He has also produced numerous revisionist oil paintings – such as Mona Lisa with a yellow smiley face and a pastoral landscape surrounded by crime-scene tape – then, disguised in a trench coat and fake beard, no less, installed them, respectively in the Louvre and the Tate galleries. He did the same thing in 2005 in each of New York’s top four museums – the Museum of Modern Art, Metropolitan Museum of Art, the Brooklyn Museum and the American Museum of Natural History. Of the four cuckoo pieces, he simply commented: ‘They’re good enough to be in there, so I don’t see why I should wait.’ Notable subversions include his reimagining of Monet’s Water Lily Pond, adapted to include urban detritus such as little and a shopping trolley in its reflective waters; and Edward Hopper’s Nighthawks, redrawn to show the characters in the diner glaring at an English football hooligan, dressed only in his Union Jack shorts, who has just thrown an object through the glass.

His first exhibition, Turf War, held in a London warehouse, featured paintings on live animals – such as pigs in police colours, sheep in concentration camp stripes and a cow covered in images of Andy Warhol’s visage. Despite the RSCPA deeming the conditions suitable, this did not prevent one nut-job, I mean over-zealous animal rights activist, from chaining herself to the railings in protest.

In 2006, he managed to place a life-size replica of a hooded Guantanamo Bay detainee inside the Big Thunder Mountain Railroad ride at Disneyland, California, in order to highlight the plight of terror suspects at the controversial detention centre in Cuba.

(Big Thunder, Disneyland and Wild Style, from Wall and Piece)

Explaining his taste for such thrill seeking excursions, Banksy simply comments:

…it's all part of the job description.
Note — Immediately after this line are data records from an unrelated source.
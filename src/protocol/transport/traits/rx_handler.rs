//! Passthrough handler for frames that are neither SDO requests nor mapped
//! inbound messages (typically the identifiers registered with
//! `register_user_message`).
use crate::protocol::transport::can_frame::CanFrame;

/// Receives unmapped frames verbatim.
pub trait RxHandler {
    fn on_frame(&mut self, frame: &CanFrame);
}

impl<F: FnMut(&CanFrame)> RxHandler for F {
    fn on_frame(&mut self, frame: &CanFrame) {
        self(frame)
    }
}
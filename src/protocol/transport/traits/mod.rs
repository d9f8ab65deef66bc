//! Abstraction traits for the collaborators of the engine (CAN controller,
//! parameter store, configuration flash, checksum unit, passthrough handler).
pub mod can_controller;
pub mod checksum;
pub mod config_storage;
pub mod param_store;
pub mod rx_handler;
Any idiot can get caught. The art to it is not getting picked up for it, and that's the biggest buzz at the end of the day because you could stick all my shit in Tate Modern and have an opening with Tony Blair and Kate Moss on roller blades handing out vol-au-vents and it wouldn't be as exciting as it is when you go out and you paint something big where you shouldn't do. The feeling you get when you sit home on the sofa at the end of that, having a fag and thinking there's no way they're going to rumble me, it's amazing... better than sex, better than drugs, the buzz.
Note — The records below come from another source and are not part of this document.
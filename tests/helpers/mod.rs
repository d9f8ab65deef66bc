//! Test doubles simulating the CAN peripheral, the parameter store and the
//! configuration flash during integration tests.
use std::collections::VecDeque;
use std::sync::atomic::{AtomicI32, Ordering};

use korri_canmap::error::ParamError;
use korri_canmap::protocol::transport::filter::FilterBank;
use korri_canmap::protocol::transport::traits::{
    can_controller::{CanController, RxFifo},
    config_storage::ConfigStorage,
    param_store::ParamStore,
};
use korri_canmap::{CanEngine, CanFrame, Fixed, ParamId};

#[allow(dead_code)]
pub const PARAM_COUNT: u16 = 16;
/// Indices from here on are read-only spot values.
#[allow(dead_code)]
pub const FIRST_SPOT_VALUE: u16 = 12;
/// Unique ids are `UID_BASE + index`.
#[allow(dead_code)]
pub const UID_BASE: u16 = 100;
#[allow(dead_code)]
pub const LIMIT: i32 = 1_000;

const ZERO: AtomicI32 = AtomicI32::new(0);

/// Lock-free parameter store, usable from a `static`.
pub struct AtomicParams {
    values: [AtomicI32; PARAM_COUNT as usize],
}

#[allow(dead_code)]
impl AtomicParams {
    pub const fn new() -> Self {
        Self {
            values: [ZERO; PARAM_COUNT as usize],
        }
    }

    pub fn value(&self, index: u16) -> Fixed {
        Fixed::from_bits(self.values[index as usize].load(Ordering::Relaxed))
    }

    pub fn put(&self, index: u16, value: Fixed) {
        self.values[index as usize].store(value.to_bits(), Ordering::Relaxed);
    }
}

impl ParamStore for AtomicParams {
    fn count(&self) -> u16 {
        PARAM_COUNT
    }

    fn is_param(&self, param: ParamId) -> bool {
        param.0 < FIRST_SPOT_VALUE
    }

    fn get(&self, param: ParamId) -> Fixed {
        self.values
            .get(param.0 as usize)
            .map(|value| Fixed::from_bits(value.load(Ordering::Relaxed)))
            .unwrap_or(Fixed::ZERO)
    }

    fn set(&self, param: ParamId, value: Fixed) -> Result<(), ParamError> {
        if !self.is_param(param) {
            return Err(ParamError::Unknown);
        }
        if value.to_int().abs() > LIMIT {
            return Err(ParamError::OutOfRange);
        }
        self.values[param.0 as usize].store(value.to_bits(), Ordering::Relaxed);
        Ok(())
    }

    fn set_fixed(&self, param: ParamId, value: Fixed) {
        if let Some(slot) = self.values.get(param.0 as usize) {
            slot.store(value.to_bits(), Ordering::Relaxed);
        }
    }

    fn unique_id(&self, param: ParamId) -> Option<u16> {
        (param.0 < PARAM_COUNT).then(|| UID_BASE + param.0)
    }

    fn from_unique_id(&self, uid: u16) -> Option<ParamId> {
        uid.checked_sub(UID_BASE)
            .filter(|index| *index < PARAM_COUNT)
            .map(ParamId)
    }
}

/// CAN peripheral double with three mailboxes that only free up when the
/// test says so, two receive FIFOs and list-mode filters.
#[derive(Default)]
pub struct MockController {
    pub busy_mailboxes: usize,
    pub wire: Vec<CanFrame>,
    pub fifo0: VecDeque<CanFrame>,
    pub fifo1: VecDeque<CanFrame>,
    pub tx_interrupt: bool,
    pub filters: Vec<FilterBank>,
}

#[allow(dead_code)]
pub const MAILBOXES: usize = 3;

#[allow(dead_code)]
impl MockController {
    /// Controller whose mailboxes are all occupied.
    pub fn saturated() -> Self {
        Self {
            busy_mailboxes: MAILBOXES,
            ..Default::default()
        }
    }

    /// FIFO a frame with identifier `id` would be delivered to, if accepted.
    pub fn accepts(&self, id: u32) -> Option<RxFifo> {
        self.filters
            .iter()
            .find(|bank| bank.ids.contains(&id))
            .map(|bank| bank.fifo)
    }

    /// Push `frame` through the filters into a receive FIFO.
    pub fn receive(&mut self, frame: CanFrame) -> Option<RxFifo> {
        let fifo = self.accepts(frame.id.raw())?;
        match fifo {
            RxFifo::Fifo0 => self.fifo0.push_back(frame),
            RxFifo::Fifo1 => self.fifo1.push_back(frame),
        }
        Some(fifo)
    }

    /// Mailboxes finished transmitting.
    pub fn free_mailboxes(&mut self) {
        self.busy_mailboxes = 0;
    }
}

impl CanController for MockController {
    type Error = ();

    fn try_transmit(&mut self, frame: &CanFrame) -> Result<(), Self::Error> {
        if self.busy_mailboxes >= MAILBOXES {
            return Err(());
        }
        self.wire.push(frame.clone());
        Ok(())
    }

    fn try_receive(&mut self, fifo: RxFifo) -> Option<CanFrame> {
        match fifo {
            RxFifo::Fifo0 => self.fifo0.pop_front(),
            RxFifo::Fifo1 => self.fifo1.pop_front(),
        }
    }

    fn set_tx_complete_interrupt(&mut self, enabled: bool) {
        self.tx_interrupt = enabled;
    }

    fn configure_filters(&mut self, banks: &[FilterBank]) {
        self.filters = banks.to_vec();
    }
}

/// Move every frame `from` put on the wire into the FIFOs of `to`, then run
/// the receive interrupts of `to`. Returns the number of frames delivered.
#[allow(dead_code)]
pub fn deliver<P: ParamStore + ?Sized>(
    from: &CanEngine<'_, MockController, P>,
    to: &CanEngine<'_, MockController, P>,
) -> usize {
    let frames: Vec<CanFrame> = from.with_controller(|controller| controller.wire.drain(..).collect());
    let delivered = to.with_controller(|controller| {
        frames
            .into_iter()
            .filter_map(|frame| controller.receive(frame))
            .count()
    });
    to.handle_rx(RxFifo::Fifo0);
    to.handle_rx(RxFifo::Fifo1);
    delivered
}

#[derive(Debug, PartialEq, Eq)]
pub enum FlashError {
    NotErased(usize),
    OutOfBounds(usize),
}

/// Flash page double: programming a word twice without an erase fails.
pub struct MockFlash {
    pub words: Vec<u32>,
    pub erases: usize,
}

#[allow(dead_code)]
impl MockFlash {
    pub fn new(words: usize) -> Self {
        Self {
            words: std::vec![u32::MAX; words],
            erases: 0,
        }
    }
}

impl ConfigStorage for MockFlash {
    type Error = FlashError;

    fn erase(&mut self) -> Result<(), Self::Error> {
        self.words.fill(u32::MAX);
        self.erases += 1;
        Ok(())
    }

    fn program_word(&mut self, index: usize, value: u32) -> Result<(), Self::Error> {
        let word = self
            .words
            .get_mut(index)
            .ok_or(FlashError::OutOfBounds(index))?;
        if *word != u32::MAX {
            return Err(FlashError::NotErased(index));
        }
        *word = value;
        Ok(())
    }

    fn read_word(&mut self, index: usize) -> Result<u32, Self::Error> {
        self.words
            .get(index)
            .copied()
            .ok_or(FlashError::OutOfBounds(index))
    }
}
//! Field codec: moves parameter values in and out of a [`Payload`] according
//! to a [`FieldMapping`].
//!
//! * Encode: `raw = trunc(value * gain + translation)`, masked to the width.
//! * Decode: `value = (raw + translation) * gain`, `raw` read as unsigned.
//!
//! An inbound mapping therefore inverts an outbound one when it uses gain
//! `1 / g` and translation `-t`.
use crate::core::Fixed;
use crate::error::ParamError;
use crate::infra::codec::payload::Payload;
use crate::protocol::mapping::{FieldMapping, MessageDefinition};
use crate::protocol::transport::traits::param_store::ParamStore;

/// Raw integer sent on the wire for `value`.
pub fn to_raw(mapping: &FieldMapping, value: Fixed) -> u32 {
    let scaled = value.to_f32() * mapping.gain + mapping.translation as f32;
    // Truncate toward zero through i64 so the whole u32 range survives;
    // negative values wrap to two's complement bits.
    scaled as i64 as u32
}

/// Parameter value represented by the wire integer `raw`.
pub fn from_raw(mapping: &FieldMapping, raw: u32) -> Fixed {
    Fixed::from_f32((raw as f32 + mapping.translation as f32) * mapping.gain)
}

/// Read the bound parameter and OR its encoding into `payload`.
pub fn encode_field<P: ParamStore + ?Sized>(payload: &mut Payload, mapping: &FieldMapping, params: &P) {
    let raw = to_raw(mapping, params.get(mapping.param));
    payload.insert_bits(mapping.offset_bits, mapping.width_bits, raw);
}

/// Extract the field from `payload` and write it into the parameter store.
///
/// Settable parameters go through the range-checked setter; anything else
/// (spot values) is written with `set_fixed`.
pub fn decode_field<P: ParamStore + ?Sized>(
    payload: &Payload,
    mapping: &FieldMapping,
    params: &P,
) -> Result<(), ParamError> {
    let raw = payload.extract_bits(mapping.offset_bits, mapping.width_bits);
    let value = from_raw(mapping, raw);

    if params.is_param(mapping.param) {
        params.set(mapping.param, value)
    } else {
        params.set_fixed(mapping.param, value);
        Ok(())
    }
}

/// Encode every field of an outbound message into a fresh payload.
pub fn encode_message<P: ParamStore + ?Sized>(message: &MessageDefinition, params: &P) -> Payload {
    let mut payload = Payload::EMPTY;
    for mapping in message.fields() {
        encode_field(&mut payload, mapping, params);
    }
    payload
}

/// Decode every field of an inbound message. Fields rejected by the store are
/// skipped; the number of rejections is returned.
pub fn decode_message<P: ParamStore + ?Sized>(
    message: &MessageDefinition,
    payload: &Payload,
    params: &P,
) -> usize {
    let mut rejected = 0;
    for mapping in message.fields() {
        if let Err(_err) = decode_field(payload, mapping, params) {
            #[cfg(feature = "defmt")]
            defmt::debug!("Rejected value for param {}: {}", mapping.param, _err);
            rejected += 1;
        }
    }
    rejected
}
Last year, a Banksy-crafted image of a naked man hanging onto a bedroom window ledge on a wall at the side of a sexual health clinic located on Park Street, Bristol, sparked some controversy, with the Bristol City Council leaving it up to the public to decide whether it should stay or go. After a poll, a resounding 97% of local residents supported the stencil, and the city council decided that it should be left on the building.

In June 2007, Banksy recreated Stonehenge at the Glastonbury Festival. However, as the sculpture was located in the same field as the ‘Sacred Circle’ which has always had a ‘no plastic’ rule, many felt that the sculpture was inappropriate and the installation was itself covered in graffiti before the festival even opened. As someone who attended the festival, the installation seemed to be more celebrated that it was chastised and the added graffiti made the spectacle even more catching.
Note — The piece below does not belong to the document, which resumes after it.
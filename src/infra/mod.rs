//! Infrastructure shared by the protocol layer: bit-level payload codec and
//! the persisted image of the message map.
pub mod codec;
pub mod persistence;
(Naked Man, Bristol, 2007, courtesy of The Gregg and Stonehenge, Glastonbury, 2007)

My personal favourite of recent times was his reverse-theft (read: glorified smuggling, but necessitating watermelon-sized cojones) of 500 ‘alternative’ versions of Paris Hilton’s self-titled album into a number of high-profile record stores around the UK. Banksy replaced Hilton’s songs with ‘remixed’ titles, such as ‘Why Am I Famous?’, ‘What Have I Done?’ and ‘What Am I For?’ Oh, did I mention that he also doctored the artwork to show the US socialite topless and with a dog’s head?

(probably neither the first or last time you will see Ms. Hilton topless)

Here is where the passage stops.